I think I agree with Ray... the Workstation kernel should not offer this at all unless it can be made reliable.
I tend to agree with this actually. I mean, I can understand why the GNOME folks don't want to expose an opt-in option for this, and want the lower layers to disable it. In fact I understand it so well, that I also would prefer if the lower layer from my own systemd PoV (i.e. the kernel) wouldn't offer us a feature that is known to be broken and unsupported.
Hence, I think that Fedora kernels should really turn off hibernation support entirely during compilation if there's no intention to really support it. This could be done either by compiling out the whole subsystem's code for it, or maybe with a kernel patch that adds a kernel cmdline or so, that must be specified to enable this code in the kernel.
For all other interfaces the kernel provides we assume that it works correctly if systemd can call into it. It *is* kinda weird if the hibernation APIs the kernel provides are made available but actually are not assumed to work properly.

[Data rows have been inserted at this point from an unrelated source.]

//! Persistence collaborator interface.
//!
//! The engine issues per-node create/update/delete calls against a
//! [`NodeStore`] but does not implement the transport; hosts plug in a
//! backend (the bundled [`InMemoryNodeStore`] is the reference
//! implementation and the test double). Store failures surface to the
//! caller as [`EngineError::StoreUnavailable`](crate::error::EngineError)
//! and never corrupt in-memory state: the session applies its mutation
//! first and the caller may simply retry the persistence call.

use async_trait::async_trait;
use miette::Diagnostic;
use rustc_hash::FxHashMap;
use std::sync::Mutex;
use thiserror::Error;

use crate::codec::NodeRecord;
use crate::graph::{DecisionOption, GraphNode};
use crate::types::NodeId;

/// Errors reported by a persistence backend.
#[derive(Debug, Error, Diagnostic)]
pub enum StoreError {
    /// The backend could not be reached or refused the call.
    #[error("store unavailable: {0}")]
    #[diagnostic(code(chronoflow::store::unavailable))]
    Unavailable(String),

    /// The backend has no record for the referenced node.
    #[error("store has no record for node {id}")]
    #[diagnostic(code(chronoflow::store::missing_record))]
    MissingRecord { id: NodeId },

    /// The backend could not serialize or deserialize a record.
    #[error(transparent)]
    #[diagnostic(code(chronoflow::store::serde))]
    Serde(#[from] serde_json::Error),
}

impl StoreError {
    pub fn unavailable(reason: impl Into<String>) -> Self {
        Self::Unavailable(reason.into())
    }
}

/// Partial update applied to a stored node record.
///
/// Only the populated fields change; everything else is left as stored.
#[derive(Clone, Debug, Default, PartialEq)]
pub struct NodePatch {
    pub title: Option<String>,
    pub child_ids: Option<Vec<NodeId>>,
    pub expected_duration: Option<f64>,
    pub duration_history: Option<Vec<i64>>,
    pub options: Option<Vec<DecisionOption>>,
    pub chosen_history: Option<Vec<NodeId>>,
}

impl NodePatch {
    /// Patch capturing a node's current linkage (children and options).
    #[must_use]
    pub fn linkage(node: &GraphNode) -> Self {
        Self {
            child_ids: Some(node.children().to_vec()),
            options: node
                .as_decision()
                .map(|decision| decision.options.clone()),
            ..Self::default()
        }
    }

    /// Patch capturing a node's learned timing after a completion.
    #[must_use]
    pub fn timing(node: &GraphNode) -> Self {
        match node.as_action() {
            Some(action) => Self {
                expected_duration: Some(action.expected_duration_ms),
                duration_history: Some(action.duration_history.clone()),
                ..Self::default()
            },
            None => Self::default(),
        }
    }

    /// Apply this patch on top of a stored record.
    pub fn apply(&self, record: &mut NodeRecord) {
        if let Some(title) = &self.title {
            record.title = title.clone();
        }
        if let Some(child_ids) = &self.child_ids {
            record.child_ids = child_ids.clone();
        }
        if let Some(expected) = self.expected_duration {
            record.expected_duration = Some(expected);
        }
        if let Some(history) = &self.duration_history {
            record.duration_history = history.clone();
        }
        if let Some(options) = &self.options {
            record.options = options.clone();
        }
        if let Some(history) = &self.chosen_history {
            record.chosen_history = history.clone();
        }
    }
}

/// Pluggable persistence backend consuming flattened node records.
#[async_trait]
pub trait NodeStore: Send + Sync {
    /// Persist a new node record, returning its id.
    async fn create_node(&self, record: NodeRecord) -> Result<NodeId, StoreError>;

    /// Apply a partial update to an existing record.
    async fn update_node(&self, id: NodeId, patch: NodePatch) -> Result<(), StoreError>;

    /// Remove a record.
    async fn delete_node(&self, id: NodeId) -> Result<(), StoreError>;
}

/// Reference store keeping records in a process-local map.
#[derive(Debug, Default)]
pub struct InMemoryNodeStore {
    records: Mutex<FxHashMap<NodeId, NodeRecord>>,
}

impl InMemoryNodeStore {
    #[must_use]
    pub fn new() -> Self {
        Self::default()
    }

    #[must_use]
    pub fn len(&self) -> usize {
        self.records.lock().unwrap().len()
    }

    #[must_use]
    pub fn is_empty(&self) -> bool {
        self.records.lock().unwrap().is_empty()
    }

    #[must_use]
    pub fn get(&self, id: NodeId) -> Option<NodeRecord> {
        self.records.lock().unwrap().get(&id).cloned()
    }
}

#[async_trait]
impl NodeStore for InMemoryNodeStore {
    async fn create_node(&self, record: NodeRecord) -> Result<NodeId, StoreError> {
        let id = record.id;
        self.records.lock().unwrap().insert(id, record);
        Ok(id)
    }

    async fn update_node(&self, id: NodeId, patch: NodePatch) -> Result<(), StoreError> {
        let mut records = self.records.lock().unwrap();
        let record = records
            .get_mut(&id)
            .ok_or(StoreError::MissingRecord { id })?;
        patch.apply(record);
        Ok(())
    }

    async fn delete_node(&self, id: NodeId) -> Result<(), StoreError> {
        self.records.lock().unwrap().remove(&id);
        Ok(())
    }
}
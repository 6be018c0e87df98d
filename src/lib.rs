//! # Chronoflow: Tick-driven Timeline Execution Engine
//!
//! Chronoflow executes rooted trees of timed steps. Two node kinds exist:
//! **actions**, which run for an expected duration and report percentage
//! progress, and **decisions**, which suspend the session until a branch is
//! chosen (externally, or automatically when only one option exists).
//!
//! ## Core Concepts
//!
//! - **Graph**: A rooted tree of action and decision nodes with validated
//!   structural invariants
//! - **Runner**: A clockless state machine advanced by explicit `tick`
//!   calls carrying the current time
//! - **Session**: The owning facade that serialises edits against runs and
//!   keeps undo history
//! - **Observers**: Synchronous fan-out of node and session change events
//! - **Codec / Store**: Flattened camelCase documents for export/import and
//!   a pluggable per-node persistence seam
//!
//! ## Quick Start
//!
//! ```
//! use chrono::{Duration, Utc};
//! use chronoflow::config::EngineConfig;
//! use chronoflow::graph::NodeDraft;
//! use chronoflow::runner::RunnerState;
//! use chronoflow::session::TimelineSession;
//!
//! # #[tokio::main(flavor = "current_thread")]
//! # async fn main() -> Result<(), chronoflow::error::EngineError> {
//! let config = EngineConfig::default()
//!     .with_default_expected_duration_ms(1_000.0)
//!     .with_step_grace_ms(0);
//! let mut session = TimelineSession::new(NodeDraft::action("brew"), config);
//! let root = session.graph().root_id();
//! session.add_child(root, NodeDraft::action("pour")).await?;
//!
//! let t0 = Utc::now();
//! session.start(root, t0)?;
//!
//! // Halfway through the expected duration the root reports 50%.
//! let report = session.tick(t0 + Duration::milliseconds(500)).await?;
//! assert_eq!(report.progress, Some(50.0));
//!
//! // Past the expected duration it completes and the session advances.
//! let report = session.tick(t0 + Duration::milliseconds(1_000)).await?;
//! assert_eq!(report.completed, Some(root));
//! assert_eq!(session.runner_state(), RunnerState::Playing);
//! # Ok(())
//! # }
//! ```
//!
//! ## Determinism
//!
//! Nothing in the engine reads a clock or spawns a timer. Every
//! time-sensitive operation takes `now` as a parameter, so a driver looping
//! on wall time and a test feeding synthetic timestamps exercise identical
//! code paths.
//!
//! ## Module Guide
//!
//! - [`graph`] - Node types, tree edits, and structural validation
//! - [`runner`] - The tick-driven execution state machine
//! - [`session`] - Facade tying graph, runner, history, hub, and store
//! - [`estimator`] - Expected-duration learning from observed runs
//! - [`history`] - Bounded snapshot-based undo
//! - [`observer`] - Change event fan-out and bundled observers
//! - [`codec`] - Persisted document export/import
//! - [`store`] - Pluggable per-node persistence backend
//! - [`config`] - Engine tunables, loadable from the environment
//! - [`error`] - Diagnostic error taxonomy
//! - [`telemetry`] - Tracing subscriber helpers for hosts

pub mod codec;
pub mod config;
pub mod error;
pub mod estimator;
pub mod graph;
pub mod history;
pub mod observer;
pub mod runner;
pub mod session;
pub mod store;
pub mod telemetry;
pub mod types;
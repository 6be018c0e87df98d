//! Tracing setup helpers for hosts embedding the engine.
//!
//! The engine itself only emits `tracing` events and spans; installing a
//! subscriber is the host's call. These helpers cover the common case of a
//! filtered fmt subscriber writing to stderr.

use tracing_subscriber::layer::SubscriberExt;
use tracing_subscriber::util::SubscriberInitExt;
use tracing_subscriber::{EnvFilter, fmt};

/// Default filter applied when `RUST_LOG` is unset: engine events at
/// `debug`, everything else at `info`.
pub const DEFAULT_FILTER: &str = "info,chronoflow=debug";

/// Install a global fmt subscriber filtered by `RUST_LOG` (falling back to
/// [`DEFAULT_FILTER`]).
///
/// Panics if a global subscriber is already set; call once at startup.
pub fn init() {
    init_with_filter(DEFAULT_FILTER);
}

/// Install a global fmt subscriber with an explicit fallback filter.
pub fn init_with_filter(fallback: &str) {
    let filter = EnvFilter::try_from_default_env().unwrap_or_else(|_| EnvFilter::new(fallback));
    tracing_subscriber::registry()
        .with(filter)
        .with(fmt::layer().with_target(false).with_writer(std::io::stderr))
        .init();
}
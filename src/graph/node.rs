//! Node shapes for the workflow tree.
//!
//! Nodes are a tagged union over the two step kinds: timed [`ActionNode`]s
//! and branching [`DecisionNode`]s. Shared identity and linkage live in
//! [`NodeCore`]; every call site that branches on kind matches exhaustively
//! on [`GraphNode`].

use chrono::{DateTime, Utc};
use serde::{Deserialize, Serialize};

use crate::types::{ActionStatus, DecisionStatus, NodeId, NodeKind};

/// Identity and linkage fields common to both node kinds.
///
/// `parent_id` is a non-owning back-reference used only for lookup;
/// ownership flows strictly forward through `children`, whose order is
/// meaningful (first-registered connection, or decision-option order).
#[derive(Clone, Debug, PartialEq, Serialize, Deserialize)]
pub struct NodeCore {
    pub id: NodeId,
    pub title: String,
    pub parent_id: Option<NodeId>,
    pub children: Vec<NodeId>,
    pub created_at: DateTime<Utc>,
}

impl NodeCore {
    pub(crate) fn new(title: impl Into<String>, parent_id: Option<NodeId>) -> Self {
        Self {
            id: NodeId::new(),
            title: title.into(),
            parent_id,
            children: Vec::new(),
            created_at: Utc::now(),
        }
    }
}

/// One labeled successor of a decision node.
///
/// The decision's `options` list and its core `children` list are kept in
/// lockstep: same length, pairwise id-aligned.
#[derive(Clone, Debug, PartialEq, Eq, Serialize, Deserialize)]
#[serde(rename_all = "camelCase")]
pub struct DecisionOption {
    pub child_id: NodeId,
    pub label: String,
}

/// A timed workflow step with a single successor.
#[derive(Clone, Debug, PartialEq, Serialize, Deserialize)]
pub struct ActionNode {
    pub core: NodeCore,
    pub status: ActionStatus,
    pub started_at: Option<DateTime<Utc>>,
    pub finished_at: Option<DateTime<Utc>>,
    /// 0–100; non-decreasing while the node is running.
    pub progress: f64,
    /// Observed elapsed times (ms) from past completions, oldest first.
    pub duration_history: Vec<i64>,
    /// Current estimate: progress denominator and default for new siblings.
    pub expected_duration_ms: f64,
}

impl ActionNode {
    pub(crate) fn new(core: NodeCore, expected_duration_ms: f64) -> Self {
        Self {
            core,
            status: ActionStatus::Pending,
            started_at: None,
            finished_at: None,
            progress: 0.0,
            duration_history: Vec::new(),
            expected_duration_ms,
        }
    }

    /// Restore transient execution fields for replay. Duration history is
    /// durable and survives.
    pub(crate) fn clear_transient(&mut self) {
        self.status = ActionStatus::Pending;
        self.started_at = None;
        self.finished_at = None;
        self.progress = 0.0;
    }
}

/// A branching workflow step resolved by an external actor.
#[derive(Clone, Debug, PartialEq, Serialize, Deserialize)]
pub struct DecisionNode {
    pub core: NodeCore,
    pub status: DecisionStatus,
    pub options: Vec<DecisionOption>,
    /// Append-only record of previously chosen children. Analytics only,
    /// never ownership.
    pub chosen_history: Vec<NodeId>,
}

impl DecisionNode {
    pub(crate) fn new(core: NodeCore) -> Self {
        Self {
            core,
            status: DecisionStatus::Pending,
            options: Vec::new(),
            chosen_history: Vec::new(),
        }
    }

    /// Restore transient execution fields for replay. `chosen_history` is
    /// durable and survives.
    pub(crate) fn clear_transient(&mut self) {
        self.status = DecisionStatus::Pending;
    }
}

/// A node in the workflow tree: either a timed action or a decision point.
#[derive(Clone, Debug, PartialEq, Serialize, Deserialize)]
pub enum GraphNode {
    Action(ActionNode),
    Decision(DecisionNode),
}

impl GraphNode {
    /// Shared identity/linkage fields.
    #[must_use]
    pub fn core(&self) -> &NodeCore {
        match self {
            GraphNode::Action(a) => &a.core,
            GraphNode::Decision(d) => &d.core,
        }
    }

    pub(crate) fn core_mut(&mut self) -> &mut NodeCore {
        match self {
            GraphNode::Action(a) => &mut a.core,
            GraphNode::Decision(d) => &mut d.core,
        }
    }

    #[must_use]
    pub fn id(&self) -> NodeId {
        self.core().id
    }

    #[must_use]
    pub fn title(&self) -> &str {
        &self.core().title
    }

    #[must_use]
    pub fn parent_id(&self) -> Option<NodeId> {
        self.core().parent_id
    }

    #[must_use]
    pub fn children(&self) -> &[NodeId] {
        &self.core().children
    }

    #[must_use]
    pub fn created_at(&self) -> DateTime<Utc> {
        self.core().created_at
    }

    #[must_use]
    pub fn kind(&self) -> NodeKind {
        match self {
            GraphNode::Action(_) => NodeKind::Action,
            GraphNode::Decision(_) => NodeKind::Decision,
        }
    }

    #[must_use]
    pub fn as_action(&self) -> Option<&ActionNode> {
        match self {
            GraphNode::Action(a) => Some(a),
            GraphNode::Decision(_) => None,
        }
    }

    pub(crate) fn as_action_mut(&mut self) -> Option<&mut ActionNode> {
        match self {
            GraphNode::Action(a) => Some(a),
            GraphNode::Decision(_) => None,
        }
    }

    #[must_use]
    pub fn as_decision(&self) -> Option<&DecisionNode> {
        match self {
            GraphNode::Action(_) => None,
            GraphNode::Decision(d) => Some(d),
        }
    }

    pub(crate) fn as_decision_mut(&mut self) -> Option<&mut DecisionNode> {
        match self {
            GraphNode::Action(_) => None,
            GraphNode::Decision(d) => Some(d),
        }
    }

    pub(crate) fn clear_transient(&mut self) {
        match self {
            GraphNode::Action(a) => a.clear_transient(),
            GraphNode::Decision(d) => d.clear_transient(),
        }
    }
}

Strongly agreed. Having systemd disable it meant that it could be enabled and tested without either non-standard commands (whether a kernel option, a special systemd command, or a GNOME non-UI option), or needing a kernel recompilation.
There's a "nohibernate" kernel command-line option, but the code doesn't seem to be well thought out to allow changing the default value: https://git.kernel.org/pub/scm/linux/kernel/git/torvalds/linux.git/tree/kern...
(declaration near the top of the file, and options handling at the bottom)
Maybe this is enough? -static int nohibernate; +static int nohibernate = 1;
We will need a new commandline option to re-enable it, but yes otherwise I think that will be enough, setting this will make "cat /sys/power/disk" return "[disabled]".
Lennart, Zbyszek, does systemd handle this return value correctly and will CanHibernate and CanSuspendThenHibernate return false then ?
I guess so (but it would be good to have this confirmed).
I will also start a new thread for this on the fedora kernel list with the desktop list in the Cc to get input from the kernel team on this.